(Data to examine Opens)
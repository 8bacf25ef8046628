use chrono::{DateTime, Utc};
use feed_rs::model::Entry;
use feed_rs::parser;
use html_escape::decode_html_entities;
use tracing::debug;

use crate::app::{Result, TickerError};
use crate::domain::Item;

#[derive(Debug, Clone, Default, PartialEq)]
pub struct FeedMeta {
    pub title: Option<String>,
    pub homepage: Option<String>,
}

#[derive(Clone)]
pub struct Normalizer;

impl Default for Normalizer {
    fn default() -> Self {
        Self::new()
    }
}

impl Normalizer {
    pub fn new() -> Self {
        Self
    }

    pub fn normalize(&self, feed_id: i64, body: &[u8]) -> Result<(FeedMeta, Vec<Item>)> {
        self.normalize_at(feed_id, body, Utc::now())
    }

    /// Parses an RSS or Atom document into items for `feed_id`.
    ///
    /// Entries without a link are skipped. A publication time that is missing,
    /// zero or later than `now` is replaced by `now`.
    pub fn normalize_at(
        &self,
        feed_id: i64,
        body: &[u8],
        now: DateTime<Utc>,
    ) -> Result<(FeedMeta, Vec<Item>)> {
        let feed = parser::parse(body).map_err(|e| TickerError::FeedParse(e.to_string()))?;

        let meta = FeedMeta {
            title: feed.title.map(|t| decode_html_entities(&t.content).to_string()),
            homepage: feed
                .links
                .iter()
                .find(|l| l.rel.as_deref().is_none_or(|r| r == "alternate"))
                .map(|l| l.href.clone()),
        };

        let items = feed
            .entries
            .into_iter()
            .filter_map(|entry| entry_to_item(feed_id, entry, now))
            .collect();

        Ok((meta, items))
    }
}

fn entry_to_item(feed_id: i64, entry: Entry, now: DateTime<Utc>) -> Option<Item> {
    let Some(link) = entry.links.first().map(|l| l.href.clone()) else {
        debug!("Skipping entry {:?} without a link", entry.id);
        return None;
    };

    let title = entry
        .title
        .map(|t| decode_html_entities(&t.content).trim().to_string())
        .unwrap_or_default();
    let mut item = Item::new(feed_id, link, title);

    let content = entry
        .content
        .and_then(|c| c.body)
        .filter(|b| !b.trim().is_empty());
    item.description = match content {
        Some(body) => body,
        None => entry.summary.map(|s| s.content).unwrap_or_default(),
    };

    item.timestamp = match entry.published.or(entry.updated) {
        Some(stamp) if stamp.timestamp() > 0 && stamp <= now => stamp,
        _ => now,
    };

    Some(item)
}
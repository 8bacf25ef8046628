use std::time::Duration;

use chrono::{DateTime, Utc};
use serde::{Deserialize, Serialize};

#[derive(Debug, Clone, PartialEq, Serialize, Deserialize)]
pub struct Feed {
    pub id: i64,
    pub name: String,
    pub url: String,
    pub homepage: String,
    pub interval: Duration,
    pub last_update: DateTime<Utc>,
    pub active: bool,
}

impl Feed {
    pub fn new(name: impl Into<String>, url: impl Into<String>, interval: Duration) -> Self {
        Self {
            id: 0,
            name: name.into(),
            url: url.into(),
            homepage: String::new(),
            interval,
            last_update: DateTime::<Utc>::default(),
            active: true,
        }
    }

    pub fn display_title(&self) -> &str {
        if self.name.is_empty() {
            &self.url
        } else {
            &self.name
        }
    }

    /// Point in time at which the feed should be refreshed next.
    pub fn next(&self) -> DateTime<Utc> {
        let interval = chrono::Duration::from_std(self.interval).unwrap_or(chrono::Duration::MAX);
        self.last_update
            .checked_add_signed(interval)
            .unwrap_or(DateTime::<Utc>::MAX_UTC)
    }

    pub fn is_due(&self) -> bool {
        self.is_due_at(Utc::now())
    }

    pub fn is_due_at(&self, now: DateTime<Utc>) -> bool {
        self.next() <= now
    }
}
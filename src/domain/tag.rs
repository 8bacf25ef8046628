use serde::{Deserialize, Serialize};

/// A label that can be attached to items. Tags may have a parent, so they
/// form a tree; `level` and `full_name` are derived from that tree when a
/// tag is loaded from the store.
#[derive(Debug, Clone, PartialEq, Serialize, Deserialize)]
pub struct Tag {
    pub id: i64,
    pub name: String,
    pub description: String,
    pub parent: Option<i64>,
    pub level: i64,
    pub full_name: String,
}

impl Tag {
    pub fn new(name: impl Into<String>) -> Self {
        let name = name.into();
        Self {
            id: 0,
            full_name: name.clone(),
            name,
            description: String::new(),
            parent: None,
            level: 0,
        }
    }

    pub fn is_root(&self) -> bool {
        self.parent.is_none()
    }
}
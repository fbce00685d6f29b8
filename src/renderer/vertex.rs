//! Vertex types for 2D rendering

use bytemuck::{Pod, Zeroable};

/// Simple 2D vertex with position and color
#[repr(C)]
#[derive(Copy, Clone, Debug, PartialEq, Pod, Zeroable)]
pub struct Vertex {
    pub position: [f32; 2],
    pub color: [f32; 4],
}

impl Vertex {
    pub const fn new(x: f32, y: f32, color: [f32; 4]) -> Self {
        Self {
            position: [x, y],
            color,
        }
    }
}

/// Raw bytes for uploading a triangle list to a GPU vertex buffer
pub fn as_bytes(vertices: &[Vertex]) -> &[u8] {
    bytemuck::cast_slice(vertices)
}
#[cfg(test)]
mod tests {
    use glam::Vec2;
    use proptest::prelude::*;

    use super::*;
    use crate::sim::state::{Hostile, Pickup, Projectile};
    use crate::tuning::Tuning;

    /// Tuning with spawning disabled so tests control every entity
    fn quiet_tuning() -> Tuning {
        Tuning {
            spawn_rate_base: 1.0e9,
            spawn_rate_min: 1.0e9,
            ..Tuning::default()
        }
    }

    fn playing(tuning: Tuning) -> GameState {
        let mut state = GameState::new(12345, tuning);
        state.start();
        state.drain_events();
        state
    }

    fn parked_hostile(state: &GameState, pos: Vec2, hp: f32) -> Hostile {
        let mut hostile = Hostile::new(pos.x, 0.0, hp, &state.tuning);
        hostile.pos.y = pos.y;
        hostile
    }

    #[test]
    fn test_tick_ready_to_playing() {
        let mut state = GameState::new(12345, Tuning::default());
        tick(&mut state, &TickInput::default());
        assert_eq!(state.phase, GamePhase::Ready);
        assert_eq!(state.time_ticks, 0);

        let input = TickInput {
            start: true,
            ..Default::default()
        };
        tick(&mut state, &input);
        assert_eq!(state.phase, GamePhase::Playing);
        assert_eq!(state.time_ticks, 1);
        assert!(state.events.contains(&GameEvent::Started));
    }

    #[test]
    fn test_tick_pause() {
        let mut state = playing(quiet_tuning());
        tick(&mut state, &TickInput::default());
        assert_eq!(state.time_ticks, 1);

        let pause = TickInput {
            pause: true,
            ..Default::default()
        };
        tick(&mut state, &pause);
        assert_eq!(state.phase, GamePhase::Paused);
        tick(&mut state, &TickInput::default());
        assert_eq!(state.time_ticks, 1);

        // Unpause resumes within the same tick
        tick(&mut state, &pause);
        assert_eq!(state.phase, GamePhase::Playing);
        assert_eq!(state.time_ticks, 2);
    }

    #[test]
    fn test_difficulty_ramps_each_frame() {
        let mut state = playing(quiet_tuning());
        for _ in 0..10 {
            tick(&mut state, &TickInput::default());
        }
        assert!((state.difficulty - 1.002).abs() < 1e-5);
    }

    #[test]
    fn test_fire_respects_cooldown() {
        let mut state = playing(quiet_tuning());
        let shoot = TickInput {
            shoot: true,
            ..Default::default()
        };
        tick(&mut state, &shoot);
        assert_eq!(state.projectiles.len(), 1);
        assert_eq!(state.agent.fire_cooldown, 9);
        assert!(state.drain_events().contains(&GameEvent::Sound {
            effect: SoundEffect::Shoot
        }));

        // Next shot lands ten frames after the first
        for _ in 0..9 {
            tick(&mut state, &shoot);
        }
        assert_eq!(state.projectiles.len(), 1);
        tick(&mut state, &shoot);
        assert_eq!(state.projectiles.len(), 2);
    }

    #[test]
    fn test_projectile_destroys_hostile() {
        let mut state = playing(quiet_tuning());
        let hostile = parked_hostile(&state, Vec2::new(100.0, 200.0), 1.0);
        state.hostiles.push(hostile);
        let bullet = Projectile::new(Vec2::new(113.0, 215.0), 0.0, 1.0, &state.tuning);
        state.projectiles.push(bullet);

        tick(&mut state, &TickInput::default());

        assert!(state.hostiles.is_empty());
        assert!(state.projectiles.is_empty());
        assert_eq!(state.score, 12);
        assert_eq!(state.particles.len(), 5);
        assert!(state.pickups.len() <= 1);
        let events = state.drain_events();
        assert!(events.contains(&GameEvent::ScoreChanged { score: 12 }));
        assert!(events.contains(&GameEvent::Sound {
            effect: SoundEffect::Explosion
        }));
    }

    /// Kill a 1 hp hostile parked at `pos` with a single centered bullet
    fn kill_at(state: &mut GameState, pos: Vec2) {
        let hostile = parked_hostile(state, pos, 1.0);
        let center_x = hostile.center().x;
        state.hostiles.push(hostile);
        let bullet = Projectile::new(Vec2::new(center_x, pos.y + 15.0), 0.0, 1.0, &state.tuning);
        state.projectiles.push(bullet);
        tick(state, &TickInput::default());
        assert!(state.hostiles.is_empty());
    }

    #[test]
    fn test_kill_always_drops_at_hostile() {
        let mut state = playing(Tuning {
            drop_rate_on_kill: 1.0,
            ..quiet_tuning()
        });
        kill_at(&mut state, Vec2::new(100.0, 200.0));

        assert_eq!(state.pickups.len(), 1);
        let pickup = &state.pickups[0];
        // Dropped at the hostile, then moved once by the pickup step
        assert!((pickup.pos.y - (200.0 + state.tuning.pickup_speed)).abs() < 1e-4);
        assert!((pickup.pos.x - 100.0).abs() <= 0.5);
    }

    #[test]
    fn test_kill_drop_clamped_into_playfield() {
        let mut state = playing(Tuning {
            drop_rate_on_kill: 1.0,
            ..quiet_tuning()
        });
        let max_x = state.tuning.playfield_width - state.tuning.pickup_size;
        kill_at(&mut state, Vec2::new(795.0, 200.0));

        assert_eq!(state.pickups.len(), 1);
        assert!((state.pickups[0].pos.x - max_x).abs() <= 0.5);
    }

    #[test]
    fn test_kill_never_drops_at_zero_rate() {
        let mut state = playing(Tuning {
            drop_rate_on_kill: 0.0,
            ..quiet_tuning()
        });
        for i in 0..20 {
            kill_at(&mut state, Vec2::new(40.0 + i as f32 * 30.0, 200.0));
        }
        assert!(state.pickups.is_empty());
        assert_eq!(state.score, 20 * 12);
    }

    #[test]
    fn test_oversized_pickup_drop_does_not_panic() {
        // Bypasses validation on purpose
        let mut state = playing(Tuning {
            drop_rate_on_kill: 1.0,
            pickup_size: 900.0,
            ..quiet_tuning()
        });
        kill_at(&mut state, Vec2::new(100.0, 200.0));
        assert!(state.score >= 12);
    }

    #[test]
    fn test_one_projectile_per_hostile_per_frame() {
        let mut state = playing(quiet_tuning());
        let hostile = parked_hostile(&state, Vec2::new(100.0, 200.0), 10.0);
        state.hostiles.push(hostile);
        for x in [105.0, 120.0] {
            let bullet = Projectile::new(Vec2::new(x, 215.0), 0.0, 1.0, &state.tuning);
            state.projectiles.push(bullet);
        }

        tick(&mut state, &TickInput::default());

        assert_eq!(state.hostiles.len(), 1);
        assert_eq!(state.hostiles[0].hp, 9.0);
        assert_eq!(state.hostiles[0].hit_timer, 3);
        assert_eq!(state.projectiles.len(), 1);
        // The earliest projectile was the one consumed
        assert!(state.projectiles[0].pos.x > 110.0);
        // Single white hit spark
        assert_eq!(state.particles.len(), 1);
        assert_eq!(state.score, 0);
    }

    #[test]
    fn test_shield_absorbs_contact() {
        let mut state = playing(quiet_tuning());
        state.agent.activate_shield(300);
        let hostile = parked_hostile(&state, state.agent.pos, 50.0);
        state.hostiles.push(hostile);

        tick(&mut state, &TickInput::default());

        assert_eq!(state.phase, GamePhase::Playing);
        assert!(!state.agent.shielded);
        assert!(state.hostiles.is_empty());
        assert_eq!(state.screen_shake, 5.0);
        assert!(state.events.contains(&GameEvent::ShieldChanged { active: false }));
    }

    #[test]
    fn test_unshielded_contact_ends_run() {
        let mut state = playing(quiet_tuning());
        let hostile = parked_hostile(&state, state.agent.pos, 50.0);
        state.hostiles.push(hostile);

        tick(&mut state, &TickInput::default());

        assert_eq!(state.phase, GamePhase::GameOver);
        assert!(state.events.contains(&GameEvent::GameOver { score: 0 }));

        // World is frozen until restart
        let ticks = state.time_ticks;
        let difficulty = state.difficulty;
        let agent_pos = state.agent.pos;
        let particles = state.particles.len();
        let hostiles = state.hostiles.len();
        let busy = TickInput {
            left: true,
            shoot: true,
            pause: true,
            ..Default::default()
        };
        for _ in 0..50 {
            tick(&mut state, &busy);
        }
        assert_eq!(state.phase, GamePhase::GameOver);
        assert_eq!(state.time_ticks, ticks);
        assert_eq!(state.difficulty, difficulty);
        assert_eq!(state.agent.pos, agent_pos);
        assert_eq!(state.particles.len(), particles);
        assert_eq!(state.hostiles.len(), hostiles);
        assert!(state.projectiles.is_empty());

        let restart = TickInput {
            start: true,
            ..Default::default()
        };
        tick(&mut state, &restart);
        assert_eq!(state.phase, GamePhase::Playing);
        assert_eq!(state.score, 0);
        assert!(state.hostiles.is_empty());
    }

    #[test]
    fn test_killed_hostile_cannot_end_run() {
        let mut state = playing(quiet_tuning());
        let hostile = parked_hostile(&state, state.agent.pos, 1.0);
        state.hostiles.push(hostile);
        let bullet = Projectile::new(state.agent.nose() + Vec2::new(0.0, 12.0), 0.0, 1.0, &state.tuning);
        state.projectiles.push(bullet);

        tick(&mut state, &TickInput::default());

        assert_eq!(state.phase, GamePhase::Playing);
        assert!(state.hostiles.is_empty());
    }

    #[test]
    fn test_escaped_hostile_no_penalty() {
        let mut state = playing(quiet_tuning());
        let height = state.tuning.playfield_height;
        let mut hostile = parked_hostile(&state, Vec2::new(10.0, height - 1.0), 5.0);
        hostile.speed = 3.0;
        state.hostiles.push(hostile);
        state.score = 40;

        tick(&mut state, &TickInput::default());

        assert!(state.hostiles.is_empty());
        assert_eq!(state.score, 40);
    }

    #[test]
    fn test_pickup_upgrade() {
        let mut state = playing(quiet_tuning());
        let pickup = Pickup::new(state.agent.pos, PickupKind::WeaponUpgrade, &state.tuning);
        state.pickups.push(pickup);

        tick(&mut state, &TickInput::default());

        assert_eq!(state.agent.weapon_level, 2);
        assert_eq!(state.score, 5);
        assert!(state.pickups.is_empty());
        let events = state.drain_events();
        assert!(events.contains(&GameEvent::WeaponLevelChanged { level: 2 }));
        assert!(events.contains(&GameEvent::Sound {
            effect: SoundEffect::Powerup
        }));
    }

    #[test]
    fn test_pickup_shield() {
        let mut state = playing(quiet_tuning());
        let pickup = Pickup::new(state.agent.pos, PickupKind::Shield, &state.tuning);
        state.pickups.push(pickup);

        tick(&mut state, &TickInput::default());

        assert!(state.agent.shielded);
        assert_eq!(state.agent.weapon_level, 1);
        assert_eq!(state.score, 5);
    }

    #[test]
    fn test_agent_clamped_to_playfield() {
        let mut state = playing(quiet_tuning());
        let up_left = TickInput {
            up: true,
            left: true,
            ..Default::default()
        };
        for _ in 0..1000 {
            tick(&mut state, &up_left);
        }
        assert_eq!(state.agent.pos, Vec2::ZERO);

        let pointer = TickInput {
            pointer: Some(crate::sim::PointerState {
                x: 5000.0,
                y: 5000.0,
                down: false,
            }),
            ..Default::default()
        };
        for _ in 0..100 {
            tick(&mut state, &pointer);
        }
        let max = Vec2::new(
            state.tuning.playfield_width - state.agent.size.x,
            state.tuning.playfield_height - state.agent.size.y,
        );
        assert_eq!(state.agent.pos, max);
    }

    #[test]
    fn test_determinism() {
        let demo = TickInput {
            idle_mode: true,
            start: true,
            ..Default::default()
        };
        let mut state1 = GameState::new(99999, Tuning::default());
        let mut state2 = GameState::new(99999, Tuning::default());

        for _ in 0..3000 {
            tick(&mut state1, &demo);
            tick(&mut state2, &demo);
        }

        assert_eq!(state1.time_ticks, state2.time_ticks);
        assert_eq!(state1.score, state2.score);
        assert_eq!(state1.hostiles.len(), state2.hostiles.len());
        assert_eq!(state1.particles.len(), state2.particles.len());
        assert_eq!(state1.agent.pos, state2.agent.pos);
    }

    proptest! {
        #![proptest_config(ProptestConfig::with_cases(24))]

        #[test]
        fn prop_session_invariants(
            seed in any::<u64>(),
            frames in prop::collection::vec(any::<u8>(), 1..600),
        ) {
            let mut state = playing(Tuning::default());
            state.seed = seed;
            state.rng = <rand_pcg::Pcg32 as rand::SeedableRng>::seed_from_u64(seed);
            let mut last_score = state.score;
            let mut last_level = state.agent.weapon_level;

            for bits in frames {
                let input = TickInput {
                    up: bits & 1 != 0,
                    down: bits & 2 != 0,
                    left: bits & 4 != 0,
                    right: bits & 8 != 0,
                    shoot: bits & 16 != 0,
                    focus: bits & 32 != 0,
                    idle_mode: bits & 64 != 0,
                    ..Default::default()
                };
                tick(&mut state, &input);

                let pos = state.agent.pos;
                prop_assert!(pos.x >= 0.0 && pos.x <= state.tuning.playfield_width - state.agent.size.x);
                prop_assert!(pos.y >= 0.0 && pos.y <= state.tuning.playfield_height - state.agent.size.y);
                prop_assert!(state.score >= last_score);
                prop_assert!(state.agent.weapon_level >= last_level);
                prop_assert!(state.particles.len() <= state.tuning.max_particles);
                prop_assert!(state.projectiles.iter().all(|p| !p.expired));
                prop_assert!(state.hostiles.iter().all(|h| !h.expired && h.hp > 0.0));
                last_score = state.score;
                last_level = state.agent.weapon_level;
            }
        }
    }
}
(Data to examine Closes)
■ Task goal
The output should be exactly the lines above from the line containing "let items = feed" to the line containing "fn entry_to_item(feed_id: i64, entry: Entry, now: DateTime<Utc>)", inclusive, with no other lines.

■ Response area
        let items = feed
            .entries
            .into_iter()
            .filter_map(|entry| entry_to_item(feed_id, entry, now))
            .collect();

        Ok((meta, items))
    }
}

fn entry_to_item(feed_id: i64, entry: Entry, now: DateTime<Utc>) -> Option<Item> {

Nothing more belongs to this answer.